Data Augmentation Scheme for Raman Spectra with Highly Correlated Annotations

In biotechnology Raman Spectroscopy is rapidly gaining popularity as a process analytical technology (PAT) that measures cell densities, substrate- and product concentrations. As it records vibrational modes of molecules it provides that information non-invasively in a single spectrum. Typically, partial least squares (PLS) is the model of choice to infer information about variables of interest from the spectra. However, biological processes are known for their complexity where convolutional neural networks (CNN) present a powerful alternative. They can handle non-Gaussian noise and account for beam misalignment, pixel malfunctions or the presence of additional substances. However, they require a lot of data during model training, and they pick up non-linear dependencies in the process variables. In this work, we exploit the additive nature of spectra in order to generate additional data points from a given dataset that have statistically independent labels so that a network trained on such data exhibits low correlations between the model predictions. We show that training a CNN on these generated data points improves the performance on datasets where the annotations do not bear the same correlation as the dataset that was used for model training. This data augmentation technique enables us to reuse spectra as training data for new contexts that exhibit different correlations. The additional data allows for building a better and more robust model. This is of interest in scenarios where large amounts of historical data are available but are currently not used for model training. We demonstrate the capabilities of the proposed method using synthetic spectra of Ralstonia eutropha batch cultivations to monitor substrate, biomass and polyhydroxyalkanoate (PHA) biopolymer concentrations during of the experiments.

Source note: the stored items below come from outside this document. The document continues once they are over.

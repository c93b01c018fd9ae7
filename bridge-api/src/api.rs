use axum::http::StatusCode;
use axum::response::{IntoResponse, Response};
use axum::Json;
use serde::{Deserialize, Serialize};
use thiserror::Error;

use bridge_common::conversation::MissingField;
use bridge_common::lifecycle::PartitionOutcome;
use bridge_common::session::StoreError;

use crate::publish::PublishError;

#[derive(Error, Debug)]
pub enum ApiError {
    #[error("failed to decode request body: {0}")]
    RequestParsing(#[from] serde_json::Error),
    #[error(transparent)]
    Validation(#[from] MissingField),
    #[error("failed to queue conversation request: {0}")]
    Publish(#[from] PublishError),
    #[error("failed to read session registry: {0}")]
    Registry(#[from] StoreError),
}

#[derive(Debug, Serialize, Deserialize)]
pub struct ErrorBody {
    pub error: String,
}

impl IntoResponse for ApiError {
    fn into_response(self) -> Response {
        let status = match self {
            ApiError::RequestParsing(_) | ApiError::Validation(_) => StatusCode::BAD_REQUEST,
            ApiError::Publish(_) | ApiError::Registry(_) => StatusCode::INTERNAL_SERVER_ERROR,
        };

        (
            status,
            Json(ErrorBody {
                error: self.to_string(),
            }),
        )
            .into_response()
    }
}

/// Confirmation that a conversation-create request was queued, with its
/// placement on the topic for observability.
#[derive(Debug, Serialize, Deserialize, PartialEq, Eq)]
pub struct QueuedResponse {
    pub status: String,
    pub partition: i32,
    pub offset: i64,
}

/// Summary of a bulk token pass, with the partitions that failed.
#[derive(Debug, Serialize, Deserialize)]
pub struct TokenPassResponse {
    pub status: String,
    pub succeeded: usize,
    pub failed: usize,
    pub failures: Vec<FailedPartition>,
}

#[derive(Debug, Serialize, Deserialize)]
pub struct FailedPartition {
    pub partition: i32,
    pub error: String,
}

impl TokenPassResponse {
    pub fn summarize(verb: &str, outcomes: Vec<PartitionOutcome>) -> Self {
        let attempted = outcomes.len();
        let failures: Vec<FailedPartition> = outcomes
            .into_iter()
            .filter_map(|outcome| match outcome.result {
                Ok(()) => None,
                Err(error) => Some(FailedPartition {
                    partition: outcome.partition,
                    error: error.to_string(),
                }),
            })
            .collect();
        let succeeded = attempted - failures.len();

        TokenPassResponse {
            status: format!("{verb} {succeeded} of {attempted} sessions"),
            succeeded,
            failed: failures.len(),
            failures,
        }
    }
}
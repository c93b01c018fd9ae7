use envconfig::Envconfig;

#[derive(Envconfig, Clone)]
pub struct KafkaConfig {
    #[envconfig(from = "KAFKA_HOSTS", default = "kafka:9092")]
    pub kafka_hosts: String,

    #[envconfig(from = "KAFKA_TOPIC", default = "conversation_create")]
    pub kafka_topic: String,

    #[envconfig(from = "KAFKA_GROUP_NAME", default = "conversation_bridge")]
    pub kafka_group_name: String,

    #[envconfig(from = "KAFKA_TLS", default = "false")]
    pub kafka_tls: bool,

    #[envconfig(from = "KAFKA_PRODUCER_LINGER_MS", default = "20")]
    pub kafka_producer_linger_ms: u32,

    #[envconfig(from = "KAFKA_MESSAGE_TIMEOUT_MS", default = "10000")]
    pub kafka_message_timeout_ms: u32,
}

#[derive(Envconfig, Clone)]
pub struct MongoConfig {
    #[envconfig(from = "MONGO_URI", default = "mongodb://localhost:27017")]
    pub mongo_uri: String,

    #[envconfig(from = "MONGO_DATABASE_NAME", default = "conversation_bridge")]
    pub mongo_database_name: String,

    #[envconfig(from = "MONGO_CONNECTION_TIMEOUT_MS", default = "5000")]
    pub mongo_connection_timeout_ms: u64,

    #[envconfig(from = "MONGO_MAX_CONNECTION_IDLE_MS", default = "60000")]
    pub mongo_max_connection_idle_ms: u64,

    #[envconfig(from = "MONGO_MIN_POOL_SIZE", default = "1")]
    pub mongo_min_pool_size: u32,

    #[envconfig(from = "MONGO_MAX_POOL_SIZE", default = "16")]
    pub mongo_max_pool_size: u32,
}

#[derive(Envconfig, Clone)]
pub struct SalesforceConfig {
    #[envconfig(from = "SALESFORCE_HOST", default = "https://example.my.salesforce-scrt.com")]
    pub host: String,

    #[envconfig(from = "SALESFORCE_ORG_ID")]
    pub org_id: String,

    #[envconfig(from = "SALESFORCE_REQUEST_TIMEOUT_MS", default = "5000")]
    pub request_timeout_ms: u64,
}
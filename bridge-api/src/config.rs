use envconfig::Envconfig;

use bridge_common::config::{KafkaConfig, MongoConfig, SalesforceConfig};

#[derive(Envconfig, Clone)]
pub struct Config {
    #[envconfig(from = "BIND_HOST", default = "0.0.0.0")]
    pub host: String,

    #[envconfig(from = "BIND_PORT", default = "8888")]
    pub port: u16,

    /// Highest partition index the token acquisition pass iterates up to,
    /// inclusive.
    #[envconfig(from = "PARTITION_COUNT", default = "9")]
    pub partition_count: i32,

    #[envconfig(default = "false")]
    pub print_publisher: bool,

    #[envconfig(nested = true)]
    pub kafka: KafkaConfig,

    #[envconfig(nested = true)]
    pub mongo: MongoConfig,

    #[envconfig(nested = true)]
    pub salesforce: SalesforceConfig,
}

impl Config {
    pub fn bind(&self) -> String {
        format!("{}:{}", self.host, self.port)
    }
}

翻译：在生物技术领域，拉曼光谱作为过程分析技术（PAT）正迅速普及，用于测量细胞密度、底物浓度及产物浓度。该技术通过记录分子振动模式，可在单个光谱中非侵入性地获取这些信息。通常，偏最小二乘法（PLS）是从光谱中推断目标变量信息的首选模型。然而，生物过程以复杂性著称，此时卷积神经网络（CNN）成为一种强有力的替代方案。CNN能够处理非高斯噪声，并应对光束偏移、像素故障或额外物质存在等情况。但CNN在模型训练时需要大量数据，且会捕捉过程变量中的非线性依赖关系。本研究利用光谱的加和性，从给定数据集中生成具有统计独立标签的额外数据点，使基于此类数据训练的网络的模型预测之间呈现低相关性。我们证明，在这些生成数据点上训练CNN能提升模型性能，尤其适用于标注相关性不同于原始训练数据集的场景。该数据增强技术使我们能够将光谱作为训练数据复用于呈现不同相关性的新场景。额外数据有助于构建更优、更鲁棒的模型。这对于存在大量历史数据但尚未用于模型训练的场景具有重要意义。我们通过Ralstonia eutropha分批培养的合成光谱，展示了该方法在实验过程中监测底物、生物质及聚羟基脂肪酸酯（PHA）生物聚合物浓度的能力。